▶ _TRY IT_:
Only the first line of the listing and the lines after it, up to and including the one containing "use tokio::net::TcpListener;", should be retyped exactly.

▶ _EXCERPTED DATA_:
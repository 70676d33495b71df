#[cfg(test)]
pub mod test_utils {
    use crate::config::{ServerConfig, initialize_app_state};
    use crate::router::create_router;
    use axum::{
        extract::State,
        http::StatusCode,
        response::{IntoResponse, Json, Response},
        routing::post,
        Router,
    };
    use chrono::NaiveDate;
    use common::{
        AnalysisResponse, AnalyzeRequest, EvalScores, ForecastPoint, INDEX_SYMBOL, SymbolAnalysis,
    };
    use std::path::PathBuf;
    use std::sync::atomic::{AtomicUsize, Ordering};
    use std::sync::Arc;
    use std::time::Duration;
    use tokio::net::TcpListener;

    /// Symbol that makes the fake service answer `400 {"error": "bad date range"}`
    pub const BAD_RANGE_SYMBOL: &str = "BAD";
    /// Symbol that makes the fake service answer a plain text 500
    pub const CRASH_SYMBOL: &str = "BOOM";
    /// Symbol that makes the fake service stall past the test timeout
    pub const SLOW_SYMBOL: &str = "SLOW";

    /// In-process stand-in for the analysis service.
    pub struct FakeUpstream {
        pub url: String,
        calls: Arc<AtomicUsize>,
    }

    impl FakeUpstream {
        /// Number of `/analyze` requests received so far
        pub fn calls(&self) -> usize {
            self.calls.load(Ordering::SeqCst)
        }
    }

    /// Successful analysis for the requested symbols plus the index symbol.
    pub fn sample_response(request: &AnalyzeRequest) -> AnalysisResponse {
        let start = request.start.unwrap_or_default();
        let mut response = AnalysisResponse::new();
        for symbol in request
            .symbols
            .iter()
            .map(String::as_str)
            .chain(std::iter::once(INDEX_SYMBOL))
        {
            let predictions = (1..=7)
                .map(|day| ForecastPoint {
                    date: start + chrono::Days::new(day),
                    predicted: 100.0 + day as f64,
                })
                .collect();
            response.insert(
                symbol,
                SymbolAnalysis {
                    predictions: Some(predictions),
                    eval_scores: Some(EvalScores::InformationCriteria { aic: 1.0, bic: 2.0 }),
                    ..Default::default()
                },
            );
        }
        response
    }

    async fn fake_analyze(
        State(calls): State<Arc<AtomicUsize>>,
        Json(request): Json<AnalyzeRequest>,
    ) -> Response {
        calls.fetch_add(1, Ordering::SeqCst);
        match request.symbols.first().map(String::as_str) {
            Some(BAD_RANGE_SYMBOL) => (
                StatusCode::BAD_REQUEST,
                Json(serde_json::json!({ "error": "bad date range" })),
            )
                .into_response(),
            Some(CRASH_SYMBOL) => {
                (StatusCode::INTERNAL_SERVER_ERROR, "internal failure").into_response()
            }
            Some(SLOW_SYMBOL) => {
                tokio::time::sleep(Duration::from_secs(5)).await;
                Json(sample_response(&request)).into_response()
            }
            _ => Json(sample_response(&request)).into_response(),
        }
    }

    /// Spawn the fake analysis service on an ephemeral port.
    pub async fn spawn_fake_upstream() -> FakeUpstream {
        let calls = Arc::new(AtomicUsize::new(0));
        let app = Router::new()
            .route("/analyze", post(fake_analyze))
            .with_state(calls.clone());

        let listener = TcpListener::bind("127.0.0.1:0")
            .await
            .expect("Failed to bind fake upstream");
        let addr = listener.local_addr().expect("Fake upstream has no address");
        tokio::spawn(async move {
            axum::serve(listener, app).await.ok();
        });

        FakeUpstream {
            url: format!("http://{}", addr),
            calls,
        }
    }

    /// URL on which nothing listens.
    pub async fn closed_upstream_url() -> String {
        let listener = TcpListener::bind("127.0.0.1:0")
            .await
            .expect("Failed to bind probe listener");
        let addr = listener.local_addr().expect("Probe listener has no address");
        drop(listener);
        format!("http://{}", addr)
    }

    pub fn test_config(upstream_url: &str) -> ServerConfig {
        ServerConfig {
            bind_address: "127.0.0.1:0".to_string(),
            upstream_url: upstream_url.to_string(),
            static_dir: PathBuf::from("does-not-exist"),
            request_timeout_secs: 1,
            cache_ttl_secs: 60,
            cache_capacity: 16,
        }
    }

    pub fn date(s: &str) -> NaiveDate {
        NaiveDate::parse_from_str(s, "%Y-%m-%d").unwrap()
    }

    /// Initialize tracing for tests with output captured by the test harness.
    ///
    /// The filter comes from `RUST_LOG` and defaults to `warn`.
    fn init_test_tracing() {
        let filter = tracing_subscriber::EnvFilter::try_from_default_env()
            .unwrap_or_else(|_| "warn".into());
        let _ = tracing_subscriber::fmt()
            .with_env_filter(filter)
            .with_test_writer()
            .try_init();
    }

    /// Create axum app for testing
    pub fn setup_test_app(config: ServerConfig) -> Router {
        init_test_tracing();
        let state = initialize_app_state(config).expect("Failed to build app state");
        create_router(state)
    }
}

▶ _SOLUTION TO THE PROBLEM_:
repository 70676d33495b71df
#[cfg(test)]
pub mod test_utils {
    use crate::config::{ServerConfig, initialize_app_state};
    use crate::router::create_router;
    use axum::{
        extract::State,
        http::StatusCode,
        response::{IntoResponse, Json, Response},
        routing::post,
        Router,
    };
    use chrono::NaiveDate;
    use common::{
        AnalysisResponse, AnalyzeRequest, EvalScores, ForecastPoint, INDEX_SYMBOL, SymbolAnalysis,
    };
    use std::path::PathBuf;
    use std::sync::atomic::{AtomicUsize, Ordering};
    use std::sync::Arc;
    use std::time::Duration;
    use tokio::net::TcpListener;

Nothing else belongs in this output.